BEGIN Source material
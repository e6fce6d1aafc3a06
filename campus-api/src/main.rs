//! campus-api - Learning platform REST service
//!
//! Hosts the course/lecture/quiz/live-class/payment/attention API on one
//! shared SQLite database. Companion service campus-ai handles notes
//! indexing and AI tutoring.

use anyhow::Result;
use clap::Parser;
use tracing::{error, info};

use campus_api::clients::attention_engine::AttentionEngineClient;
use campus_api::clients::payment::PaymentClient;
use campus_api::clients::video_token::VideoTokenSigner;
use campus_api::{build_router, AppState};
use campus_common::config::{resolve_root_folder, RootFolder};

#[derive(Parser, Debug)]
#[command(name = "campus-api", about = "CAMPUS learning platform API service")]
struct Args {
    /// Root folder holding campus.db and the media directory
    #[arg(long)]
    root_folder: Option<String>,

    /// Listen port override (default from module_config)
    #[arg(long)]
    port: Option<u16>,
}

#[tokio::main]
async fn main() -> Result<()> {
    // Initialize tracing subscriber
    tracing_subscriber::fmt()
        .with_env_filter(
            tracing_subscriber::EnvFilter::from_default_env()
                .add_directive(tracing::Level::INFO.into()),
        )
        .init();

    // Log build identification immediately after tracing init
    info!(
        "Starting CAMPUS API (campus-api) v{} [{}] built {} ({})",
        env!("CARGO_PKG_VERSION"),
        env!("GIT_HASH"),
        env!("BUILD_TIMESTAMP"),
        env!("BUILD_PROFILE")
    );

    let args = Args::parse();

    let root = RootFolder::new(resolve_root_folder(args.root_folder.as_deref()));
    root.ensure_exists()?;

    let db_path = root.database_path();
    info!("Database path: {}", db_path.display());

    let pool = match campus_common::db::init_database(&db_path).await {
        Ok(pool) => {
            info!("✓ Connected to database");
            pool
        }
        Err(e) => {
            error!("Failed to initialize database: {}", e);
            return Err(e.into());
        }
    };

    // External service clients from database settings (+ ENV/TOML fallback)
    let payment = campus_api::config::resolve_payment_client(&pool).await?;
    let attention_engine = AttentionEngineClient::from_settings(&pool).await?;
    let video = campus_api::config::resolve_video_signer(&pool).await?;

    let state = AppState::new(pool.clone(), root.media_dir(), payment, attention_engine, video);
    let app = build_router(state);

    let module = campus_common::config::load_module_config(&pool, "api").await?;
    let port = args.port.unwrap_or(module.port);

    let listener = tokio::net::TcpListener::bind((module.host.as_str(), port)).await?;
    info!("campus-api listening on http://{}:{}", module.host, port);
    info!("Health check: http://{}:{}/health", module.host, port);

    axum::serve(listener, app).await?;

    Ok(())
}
END Source material
# [Your task]
Take the entries above and copy them exactly from the first line through the line with "async fn main()"; leave out every line after it.

# [Exercise result]
repository e6fce6d1aafc3a06
filename campus-api/src/main.rs
//! campus-api - Learning platform REST service
//!
//! Hosts the course/lecture/quiz/live-class/payment/attention API on one
//! shared SQLite database. Companion service campus-ai handles notes
//! indexing and AI tutoring.

use anyhow::Result;
use clap::Parser;
use tracing::{error, info};

use campus_api::clients::attention_engine::AttentionEngineClient;
use campus_api::clients::payment::PaymentClient;
use campus_api::clients::video_token::VideoTokenSigner;
use campus_api::{build_router, AppState};
use campus_common::config::{resolve_root_folder, RootFolder};

#[derive(Parser, Debug)]
#[command(name = "campus-api", about = "CAMPUS learning platform API service")]
struct Args {
    /// Root folder holding campus.db and the media directory
    #[arg(long)]
    root_folder: Option<String>,

    /// Listen port override (default from module_config)
    #[arg(long)]
    port: Option<u16>,
}

#[tokio::main]
async fn main() -> Result<()> {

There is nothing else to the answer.